_The records_:

^^^^^^^^

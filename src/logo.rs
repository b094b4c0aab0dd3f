//! Club Logo Module
//!
//! クラブロゴ画像の取得を抽象化するモジュール。
//!
//! ロゴは装飾にすぎないため、取得の失敗はエラーではなく`None`として扱います。
//! ネットワークを使わないテストのために、取得処理は`LogoFetcher`トレイトとして
//! 差し替え可能になっています。

use std::fmt;

/// ロゴ取得サービスのデフォルトのベースURL
pub const DEFAULT_LOGO_HOST: &str = "https://logo.clearbit.com";

/// クラブ名からロゴ取得用のキーを生成する（小文字化し、空白を除去）
///
/// # 使用例
///
/// ```rust
/// assert_eq!(squadsheet::club_slug("Inter Miami"), "intermiami");
/// ```
pub fn club_slug(club: &str) -> String {
    club.replace(' ', "").to_lowercase()
}

/// ファイル名に使用できない文字
const INVALID_FILE_NAME_CHARS: [char; 9] = ['/', '\\', ':', '*', '?', '"', '<', '>', '|'];

/// 出力ファイルの推奨ファイル名（`<slug>_squad.xlsx`）
///
/// ファイル名に使用できない文字と制御文字は`_`に置き換えます。
///
/// # 使用例
///
/// ```rust
/// assert_eq!(squadsheet::suggested_file_name("Everton FC"), "evertonfc_squad.xlsx");
/// assert_eq!(squadsheet::suggested_file_name("Bodø/Glimt"), "bodø_glimt_squad.xlsx");
/// ```
pub fn suggested_file_name(club: &str) -> String {
    let stem: String = club_slug(club)
        .chars()
        .map(|c| {
            if INVALID_FILE_NAME_CHARS.contains(&c) || c.is_control() {
                '_'
            } else {
                c
            }
        })
        .collect();
    format!("{}_squad.xlsx", stem)
}

/// ロゴ画像の取得機能
///
/// キー（`club_slug`で生成）に対応する画像のバイト列を返します。
/// 取得できなかった場合は`None`を返し、シートはロゴなしで生成されます。
pub trait LogoFetcher: fmt::Debug {
    /// キーに対応するロゴ画像を取得する
    fn fetch(&self, key: &str) -> Option<Vec<u8>>;
}

/// ロゴを取得しない実装
#[derive(Debug, Clone, Copy, Default)]
pub struct NoLogo;

impl LogoFetcher for NoLogo {
    fn fetch(&self, _key: &str) -> Option<Vec<u8>> {
        None
    }
}

/// HTTP GETでロゴを取得する実装
///
/// `{base_url}/{key}.com`に対してブロッキングでリクエストし、
/// ステータス200の場合のみ本文を返します。タイムアウトはHTTPクライアントの
/// デフォルト値に従い、リトライは行いません。
pub struct HttpLogoFetcher {
    client: reqwest::blocking::Client,
    base_url: String,
}

impl fmt::Debug for HttpLogoFetcher {
    fn fmt(&self, f: &mut fmt::Formatter<'_>) -> fmt::Result {
        f.debug_struct("HttpLogoFetcher")
            .field("base_url", &self.base_url)
            .finish()
    }
}

impl Default for HttpLogoFetcher {
    fn default() -> Self {
        Self::new()
    }
}

impl HttpLogoFetcher {
    /// デフォルトのロゴサービスを使う取得器を生成
    pub fn new() -> Self {
        Self::with_base_url(DEFAULT_LOGO_HOST)
    }

    /// ベースURLを指定して取得器を生成
    ///
    /// 末尾の`/`は取り除かれます。
    pub fn with_base_url(base_url: impl Into<String>) -> Self {
        Self::with_client(reqwest::blocking::Client::new(), base_url)
    }

    /// 既存のHTTPクライアントを使う取得器を生成
    pub fn with_client(client: reqwest::blocking::Client, base_url: impl Into<String>) -> Self {
        let base_url = base_url.into().trim_end_matches('/').to_string();
        Self { client, base_url }
    }

    /// キーに対応するリクエストURL
    pub fn url_for(&self, key: &str) -> String {
        format!("{}/{}.com", self.base_url, key)
    }
}

impl LogoFetcher for HttpLogoFetcher {
    fn fetch(&self, key: &str) -> Option<Vec<u8>> {
        let url = self.url_for(key);

        let response = match self.client.get(&url).send() {
            Ok(response) => response,
            Err(e) => {
                log::debug!("Logo request to {} failed: {}", url, e);
                return None;
            }
        };

        if response.status() != reqwest::StatusCode::OK {
            log::debug!("Logo request to {} returned {}", url, response.status());
            return None;
        }

        match response.bytes() {
            Ok(bytes) => Some(bytes.to_vec()),
            Err(e) => {
                log::debug!("Failed to read logo body from {}: {}", url, e);
                None
            }
        }
    }
}

#[cfg(test)]
mod tests {
    use super::*;

    #[test]
    fn test_club_slug() {
        assert_eq!(club_slug("Everton FC"), "evertonfc");
        assert_eq!(club_slug("  Real  Madrid "), "realmadrid");
        assert_eq!(club_slug("PSG"), "psg");
    }

    #[test]
    fn test_suggested_file_name() {
        assert_eq!(suggested_file_name("Inter Miami"), "intermiami_squad.xlsx");
    }

    #[test]
    fn test_suggested_file_name_replaces_path_characters() {
        assert_eq!(suggested_file_name("Bodø/Glimt"), "bodø_glimt_squad.xlsx");
        assert_eq!(
            suggested_file_name(r#"A\B:C*D?E"F<G>H|I"#),
            "a_b_c_d_e_f_g_h_i_squad.xlsx"
        );
        // ロゴのキーはそのまま
        assert_eq!(club_slug("Bodø/Glimt"), "bodø/glimt");
    }

    #[test]
    fn test_no_logo() {
        assert_eq!(NoLogo.fetch("evertonfc"), None);
    }

    #[test]
    fn test_url_for() {
        let fetcher = HttpLogoFetcher::new();
        assert_eq!(
            fetcher.url_for("intermiami"),
            "https://logo.clearbit.com/intermiami.com"
        );
    }

    #[test]
    fn test_url_for_trims_trailing_slash() {
        let fetcher = HttpLogoFetcher::with_base_url("http://localhost:8080/logos/");
        assert_eq!(fetcher.url_for("psg"), "http://localhost:8080/logos/psg.com");
    }

    #[test]
    fn test_unreachable_host_is_absent() {
        // ポート1は接続拒否される
        let client = reqwest::blocking::Client::builder()
            .no_proxy()
            .build()
            .unwrap();
        let fetcher = HttpLogoFetcher::with_client(client, "http://127.0.0.1:1");
        assert_eq!(fetcher.fetch("evertonfc"), None);
    }
}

^^^^^^^^

_Work to be completed_: Output all of the data again, exactly.

_Exercise solution_:
filename src/logo.rs
repository b094b4c0aab0dd3f
//! Club Logo Module
//!
//! クラブロゴ画像の取得を抽象化するモジュール。
//!
//! ロゴは装飾にすぎないため、取得の失敗はエラーではなく`None`として扱います。
//! ネットワークを使わないテストのために、取得処理は`LogoFetcher`トレイトとして
//! 差し替え可能になっています。

use std::fmt;

/// ロゴ取得サービスのデフォルトのベースURL
pub const DEFAULT_LOGO_HOST: &str = "https://logo.clearbit.com";

/// クラブ名からロゴ取得用のキーを生成する（小文字化し、空白を除去）
///
/// # 使用例
///
/// ```rust
/// assert_eq!(squadsheet::club_slug("Inter Miami"), "intermiami");
/// ```
pub fn club_slug(club: &str) -> String {
    club.replace(' ', "").to_lowercase()
}

/// ファイル名に使用できない文字
const INVALID_FILE_NAME_CHARS: [char; 9] = ['/', '\\', ':', '*', '?', '"', '<', '>', '|'];

/// 出力ファイルの推奨ファイル名（`<slug>_squad.xlsx`）
///
/// ファイル名に使用できない文字と制御文字は`_`に置き換えます。
///
/// # 使用例
///
/// ```rust
/// assert_eq!(squadsheet::suggested_file_name("Everton FC"), "evertonfc_squad.xlsx");
/// assert_eq!(squadsheet::suggested_file_name("Bodø/Glimt"), "bodø_glimt_squad.xlsx");
/// ```
pub fn suggested_file_name(club: &str) -> String {
    let stem: String = club_slug(club)
        .chars()
        .map(|c| {
            if INVALID_FILE_NAME_CHARS.contains(&c) || c.is_control() {
                '_'
            } else {
                c
            }
        })
        .collect();
    format!("{}_squad.xlsx", stem)
}

/// ロゴ画像の取得機能
///
/// キー（`club_slug`で生成）に対応する画像のバイト列を返します。
/// 取得できなかった場合は`None`を返し、シートはロゴなしで生成されます。
pub trait LogoFetcher: fmt::Debug {
    /// キーに対応するロゴ画像を取得する
    fn fetch(&self, key: &str) -> Option<Vec<u8>>;
}

/// ロゴを取得しない実装
#[derive(Debug, Clone, Copy, Default)]
pub struct NoLogo;

impl LogoFetcher for NoLogo {
    fn fetch(&self, _key: &str) -> Option<Vec<u8>> {
        None
    }
}

/// HTTP GETでロゴを取得する実装
///
/// `{base_url}/{key}.com`に対してブロッキングでリクエストし、
/// ステータス200の場合のみ本文を返します。タイムアウトはHTTPクライアントの
/// デフォルト値に従い、リトライは行いません。
pub struct HttpLogoFetcher {
    client: reqwest::blocking::Client,
    base_url: String,
}

impl fmt::Debug for HttpLogoFetcher {
    fn fmt(&self, f: &mut fmt::Formatter<'_>) -> fmt::Result {
        f.debug_struct("HttpLogoFetcher")
            .field("base_url", &self.base_url)
            .finish()
    }
}

impl Default for HttpLogoFetcher {
    fn default() -> Self {
        Self::new()
    }
}

impl HttpLogoFetcher {
    /// デフォルトのロゴサービスを使う取得器を生成
    pub fn new() -> Self {
        Self::with_base_url(DEFAULT_LOGO_HOST)
    }

    /// ベースURLを指定して取得器を生成
    ///
    /// 末尾の`/`は取り除かれます。
    pub fn with_base_url(base_url: impl Into<String>) -> Self {
        Self::with_client(reqwest::blocking::Client::new(), base_url)
    }

    /// 既存のHTTPクライアントを使う取得器を生成
    pub fn with_client(client: reqwest::blocking::Client, base_url: impl Into<String>) -> Self {
        let base_url = base_url.into().trim_end_matches('/').to_string();
        Self { client, base_url }
    }

    /// キーに対応するリクエストURL
    pub fn url_for(&self, key: &str) -> String {
        format!("{}/{}.com", self.base_url, key)
    }
}

impl LogoFetcher for HttpLogoFetcher {
    fn fetch(&self, key: &str) -> Option<Vec<u8>> {
        let url = self.url_for(key);

        let response = match self.client.get(&url).send() {
            Ok(response) => response,
            Err(e) => {
                log::debug!("Logo request to {} failed: {}", url, e);
                return None;
            }
        };

        if response.status() != reqwest::StatusCode::OK {
            log::debug!("Logo request to {} returned {}", url, response.status());
            return None;
        }

        match response.bytes() {
            Ok(bytes) => Some(bytes.to_vec()),
            Err(e) => {
                log::debug!("Failed to read logo body from {}: {}", url, e);
                None
            }
        }
    }
}

#[cfg(test)]
mod tests {
    use super::*;

    #[test]
    fn test_club_slug() {
        assert_eq!(club_slug("Everton FC"), "evertonfc");
        assert_eq!(club_slug("  Real  Madrid "), "realmadrid");
        assert_eq!(club_slug("PSG"), "psg");
    }

    #[test]
    fn test_suggested_file_name() {
        assert_eq!(suggested_file_name("Inter Miami"), "intermiami_squad.xlsx");
    }

    #[test]
    fn test_suggested_file_name_replaces_path_characters() {
        assert_eq!(suggested_file_name("Bodø/Glimt"), "bodø_glimt_squad.xlsx");
        assert_eq!(
            suggested_file_name(r#"A\B:C*D?E"F<G>H|I"#),
            "a_b_c_d_e_f_g_h_i_squad.xlsx"
        );
        // ロゴのキーはそのまま
        assert_eq!(club_slug("Bodø/Glimt"), "bodø/glimt");
    }

    #[test]
    fn test_no_logo() {
        assert_eq!(NoLogo.fetch("evertonfc"), None);
    }

    #[test]
    fn test_url_for() {
        let fetcher = HttpLogoFetcher::new();
        assert_eq!(
            fetcher.url_for("intermiami"),
            "https://logo.clearbit.com/intermiami.com"
        );
    }

    #[test]
    fn test_url_for_trims_trailing_slash() {
        let fetcher = HttpLogoFetcher::with_base_url("http://localhost:8080/logos/");
        assert_eq!(fetcher.url_for("psg"), "http://localhost:8080/logos/psg.com");
    }

    #[test]
    fn test_unreachable_host_is_absent() {
        // ポート1は接続拒否される
        let client = reqwest::blocking::Client::builder()
            .no_proxy()
            .build()
            .unwrap();
        let fetcher = HttpLogoFetcher::with_client(client, "http://127.0.0.1:1");
        assert_eq!(fetcher.fetch("evertonfc"), None);
    }
}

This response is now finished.